We note that in approximately one hundred pages of SCHEME code written by three people, the non-quoted
ASET has never been used, and ASET' has been
used only a dozen times or so, always for one of the two purposes
mentioned above. In most situations where one would like to write an
assignment of some kind, macros which expand into applicative
constructions suffice.
In [Dijkstra] a remark is made to the effect that defining the while-do construct in terms of function calls seems unusually clumsy. In [Steele] we reply that this is due partly to Dijkstra’s choice of ALGOL for expressing the definition. Here we would add that, while such a definition is completely workable and is useful for compilation purposes, we need never tell the user that we defined while-do in this manner! Only the writer of the macros needs to know the complexity involved; the user need not, and should not, care as long as the construction works when he uses it.
It is usual in a compiler to distinguish at least three “evaluation
contexts”: value, control, and effect. (See [Wulf],
for example.) Evaluation for control occurs in the predicate of an
IF, where the point is not so much to produce a data object
as simply to decide whether it is true or false. The results of
AND, OR, and NOT operations in
predicates are “encoded in the program counter”. When compiling an
AND, OR, or NOT, a flag is passed
down indicating whether it is for value or for control; in the latter
case, two tags are also passed down, indicating the branch targets for
success or failure. (This is called “anchor pointing” in [Allen].)
In RABBIT this notion falls out automatically
without any special handling, thanks to the definition of
AND and OR as macros expanding into
IF statements.

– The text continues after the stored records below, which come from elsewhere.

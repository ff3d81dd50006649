use super::Config;
use crate::StrError;
use serde::{Deserialize, Serialize};

/// Holds the lists of parameters of a parametric study (one run per combination)
///
/// The combinations are generated with the number of load steps in the outer loop, then
/// the cell size, and the regularization length in the inner loop. The regularization
/// length is given as a multiple of the cell size, e.g., `ℓ = 7 h` and `ℓ = 2 h`.
///
/// An empty list keeps the value of the base configuration.
#[derive(Clone, Debug, Default, PartialEq, Deserialize, Serialize)]
pub struct Sweep {
    /// Numbers of load steps
    pub n_load_steps: Vec<usize>,

    /// Cell (segment) sizes
    pub cell_sizes: Vec<f64>,

    /// Ratios ℓ / cell_size
    pub ell_factors: Vec<f64>,
}

impl Sweep {
    /// Allocates a new instance with empty lists (a single run with the base configuration)
    pub fn new() -> Self {
        Sweep::default()
    }

    /// Sets the numbers of load steps
    pub fn set_n_load_steps(&mut self, values: &[usize]) -> &mut Self {
        self.n_load_steps = values.to_vec();
        self
    }

    /// Sets the cell sizes
    pub fn set_cell_sizes(&mut self, values: &[f64]) -> &mut Self {
        self.cell_sizes = values.to_vec();
        self
    }

    /// Sets the ratios ℓ / cell_size
    pub fn set_ell_factors(&mut self, values: &[f64]) -> &mut Self {
        self.ell_factors = values.to_vec();
        self
    }

    /// Returns the number of runs
    pub fn n_runs(&self) -> usize {
        let n_steps = usize::max(self.n_load_steps.len(), 1);
        let n_sizes = usize::max(self.cell_sizes.len(), 1);
        let n_factors = usize::max(self.ell_factors.len(), 1);
        n_steps * n_sizes * n_factors
    }

    /// Generates the configurations of all runs
    ///
    /// Each configuration is validated. The run names must be unique because each run
    /// writes to its own directory; hence, when more than one number of load steps is given,
    /// use [Sweep::run_name] to name the runs.
    pub fn configs(&self, base: &Config) -> Result<Vec<Config>, StrError> {
        for factor in &self.ell_factors {
            if !(*factor > 0.0) || !factor.is_finite() {
                return Err("the ratios ℓ / cell_size must be finite and > 0");
            }
        }
        let steps = if self.n_load_steps.is_empty() {
            vec![base.n_load_steps]
        } else {
            self.n_load_steps.clone()
        };
        let sizes = if self.cell_sizes.is_empty() {
            vec![base.geometry.cell_size]
        } else {
            self.cell_sizes.clone()
        };
        let mut configs = Vec::with_capacity(self.n_runs());
        for n in &steps {
            for h in &sizes {
                let mut config = base.clone();
                config.set_load_steps(base.load_min, base.load_max, *n);
                config.geometry.cell_size = *h;
                if self.ell_factors.is_empty() {
                    configs.push(config);
                } else {
                    for factor in &self.ell_factors {
                        let mut c = config.clone();
                        c.material.ell = factor * h;
                        configs.push(c);
                    }
                }
            }
        }
        for config in &configs {
            if let Some(msg) = config.validate() {
                println!("ERROR: {}", msg);
                return Err("a configuration of the sweep failed validation");
            }
        }
        let mut names: Vec<String> = configs.iter().map(|c| self.run_name(c)).collect();
        names.sort();
        names.dedup();
        if names.len() != configs.len() {
            return Err("the sweep generates duplicate run names");
        }
        Ok(configs)
    }

    /// Returns the name of the run of a configuration generated by this sweep
    ///
    /// The number of load steps is appended only if the sweep varies it.
    ///
    /// Example: `AT1-bar-L5.0-H1.00-S0.0200-l0.1400-N100`
    pub fn run_name(&self, config: &Config) -> String {
        if self.n_load_steps.len() > 1 {
            format!("{}-N{}", config.run_name(), config.n_load_steps)
        } else {
            config.run_name()
        }
    }
}

////////////////////////////////////////////////////////////////////////////////////////////////////////////////////////
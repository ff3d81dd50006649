/// Defines the directory where the simulation result files are saved
pub const DEFAULT_OUT_DIR: &str = "/tmp/pfsim/results";

/// Defines an auxiliary directory where the test result files are saved
pub const DEFAULT_TEST_DIR: &str = "/tmp/pfsim/test";

/// Defines the smallest allowed tolerance for the damage increment
pub const CONTROL_MIN_TOL: f64 = 1e-15;

/// Defines the name of the file with the energies (one row per load step)
pub const FILENAME_ENERGIES: &str = "energies.txt";

/// Defines the name of the file with the force resultants (one row per load step)
pub const FILENAME_FORCES: &str = "forces.txt";

/// Defines the name of the file with the iteration counts (one row per load step)
pub const FILENAME_ITERATIONS: &str = "iterations.txt";

/// Defines the name of the summary figure
pub const FILENAME_FIGURE: &str = "energies_force.svg";
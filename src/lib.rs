//! Pfsim - Phase-field fracture simulator
//!
//! The simulation advances a quasi-static loading in steps. At each step, the coupled
//! displacement/damage problem is solved by alternate minimization: the elasticity problem
//! at fixed damage and the bound-constrained damage problem at fixed displacement are solved
//! in turn until the damage field stops changing. The damage field never decreases from one
//! load step to the next (irreversibility).
//!
//! The elasticity and damage solvers are provided by a [fem::Backend]. The
//! [analytical::SeriesBar] implements a lumped one-dimensional bar for reference runs.

/// Defines a type alias for the error type as a static string
pub type StrError = &'static str;

pub mod analytical;
pub mod base;
pub mod fem;
pub mod prelude;
use crate::base::Config;
use crate::StrError;
use russell_lab::{vec_add, vec_norm, Norm, Vector};

/// Controls the convergence of the alternate minimization iterations
///
/// The convergence criterion is the infinity norm (max absolute component) of the
/// damage increment between two successive iterations:
///
/// ```text
/// err = ‖α - α_old‖∞ ≤ tol
/// ```
pub struct ControlAlternate<'a> {
    /// Holds the configuration
    config: &'a Config,

    /// Holds the damage increment α - α_old
    alpha_error: Vector,

    /// Holds the current iteration count (number of elasticity + damage solves)
    iteration: usize,

    /// Holds the current infinity norm of the damage increment
    err_alpha: f64,

    /// Holds the maximum damage value of the current iterate
    alpha_max: f64,
}

impl<'a> ControlAlternate<'a> {
    /// Allocates a new instance
    pub fn new(config: &'a Config, ndof_alpha: usize) -> Self {
        ControlAlternate {
            config,
            alpha_error: Vector::new(ndof_alpha),
            iteration: 0,
            err_alpha: f64::INFINITY,
            alpha_max: 0.0,
        }
    }

    /// Resets the iteration counter and the error at the beginning of a load step
    pub fn reset(&mut self) {
        self.iteration = 0;
        self.err_alpha = f64::INFINITY;
    }

    /// Returns the current iteration count
    pub fn iteration(&self) -> usize {
        self.iteration
    }

    /// Returns the current infinity norm of the damage increment
    pub fn err_alpha(&self) -> f64 {
        self.err_alpha
    }

    /// Indicates whether another iteration must be performed
    pub fn keep_iterating(&self) -> bool {
        self.err_alpha > self.config.tol && self.iteration < self.config.n_max_iterations
    }

    /// Indicates whether the damage increment is within the tolerance
    pub fn converged(&self) -> bool {
        self.err_alpha <= self.config.tol
    }

    /// Records the start of a new iteration
    pub(crate) fn start_iteration(&mut self) {
        self.iteration += 1;
    }

    /// Analyzes the damage increment
    ///
    /// Returns an error if NaN or Inf are found in the increment.
    pub(crate) fn analyze_alpha(&mut self, alpha: &Vector, alpha_old: &Vector) -> Result<(), StrError> {
        vec_add(&mut self.alpha_error, 1.0, alpha, -1.0, alpha_old)?;
        if self.alpha_error.as_data().iter().any(|v| !v.is_finite()) {
            self.err_alpha = f64::NAN;
            return Err("found NaN or Inf in the damage increment");
        }
        self.err_alpha = vec_norm(&self.alpha_error, Norm::Max);
        self.alpha_max = alpha.as_data().iter().fold(f64::NEG_INFINITY, |acc, &a| f64::max(acc, a));
        Ok(())
    }

    /// Prints the header of the table with load step and iteration data
    pub fn print_header(&self) {
        if self.config.verbose_steps || self.config.verbose_iterations {
            println!("\nPFSIM === LOAD STEPPING AND ALTERNATE MINIMIZATION ===========================");
            println!("\nLegend:");
            println!("✅ : converged");
            println!("👍 : converging");
            println!("🛑 : reached the maximum number of iterations\n");
            println!("{}", "─".repeat(79));
            println!(
                "{:>6} {:>13} {:>5} {:>10} {:>10} {:>13} {:>13}",
                "step", "t", "iter", "‖Δα‖∞", "max(α)", "elastic", "surface"
            );
            println!("{}", "─".repeat(79));
        }
    }

    /// Prints the iteration data
    pub(crate) fn print_iteration(&self) {
        if self.config.verbose_iterations {
            let icon = if self.converged() {
                "✅"
            } else if self.iteration >= self.config.n_max_iterations {
                "🛑"
            } else {
                "👍"
            };
            println!(
                "{:>6} {:>13} {:>5} {:>10.2e} {:>10.6} {}",
                ".", ".", self.iteration, self.err_alpha, self.alpha_max, icon
            );
        }
    }

    /// Prints the load step data (after the alternate minimization)
    pub(crate) fn print_step(&self, step: usize, t: f64, elastic: f64, surface: f64) {
        if self.config.verbose_steps {
            let icon = if self.converged() { "✅" } else { "🛑" };
            println!(
                "{:>6} {:>13.6e} {:>5} {:>10.2e} {:>10.6} {:>13.6e} {:>13.6e} {}",
                step, t, self.iteration, self.err_alpha, self.alpha_max, elastic, surface, icon
            );
        }
    }

    /// Prints the horizontal line at the end of the analysis
    pub(crate) fn print_footer(&self) {
        if self.config.verbose_steps || self.config.verbose_iterations {
            println!("{}", "─".repeat(79));
        }
    }
}

////////////////////////////////////////////////////////////////////////////////////////////////////////////////////////
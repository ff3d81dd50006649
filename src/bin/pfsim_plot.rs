use pfsim::analytical::HomogeneousBar;
use pfsim::base::FILENAME_FIGURE;
use pfsim::fem::{FileIo, SummaryPlot};
use pfsim::StrError;
use std::path::Path;
use structopt::StructOpt;

/// Command line options
#[derive(StructOpt, Debug)]
#[structopt(
    name = "pfsim_plot",
    about = "Regenerates the energies and force figure from the summary file of a run"
)]
struct Options {
    /// Path to the summary.json file
    summary: String,
}

fn main() -> Result<(), StrError> {
    // parse options
    let options = Options::from_args();

    // load data
    let summary = FileIo::read_summary(&options.summary)?;

    // reference point (traction only)
    let critical = match HomogeneousBar::new(&summary.config) {
        Ok(reference) => reference.critical_point(),
        Err(_) => None,
    };

    // the figure goes next to the summary file
    let path_figure = Path::new(&options.summary).with_file_name(FILENAME_FIGURE);
    SummaryPlot::new(&summary.diagnostics, critical).save(&path_figure)?;

    // message
    let path = format!("{}", path_figure.display());
    let thin_line = format!("{:─^1$}", "", path.len());
    println!("\n\n{}", thin_line);
    println!("Figure generated:");
    println!("{}", path);
    println!("{}\n\n", thin_line);
    Ok(())
}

If we were also to define NOT
as a macro
(NOT x) => (IF x 'NIL 'T)
then nearly all such special “evaluation for control” cases would be
handled by virtue of the nested-IF transformation in the
optimizer.
One transformation which ought to be in the optimizer is
(IF ((LAMBDA (X Y ...) <body>) A B ...) <con> <alt>)
=> ((LAMBDA (X Y ...) (IF <body> <con> <alt>)) A B ...)
which could be important if the <body> is itself
an IF. (This transformation would occur at a point (in the
optimizer) where no conflicts between X, Y,
and variables used in <con> and
<alt> could occur.)
As an example of the difference between lexical and dynamic scoping,
consider the classic case of the “funarg problem”. We have defined a
function MAPCAR which, given a function and a list,
produces a new list of the results of the function applied to each
element of the given list:
(DEFINE MAPCAR
(LAMBDA (FN L)
(IF (NULL L) NIL
(CONS (FN (CAR L)) (MAPCAR FN (CDR L))))))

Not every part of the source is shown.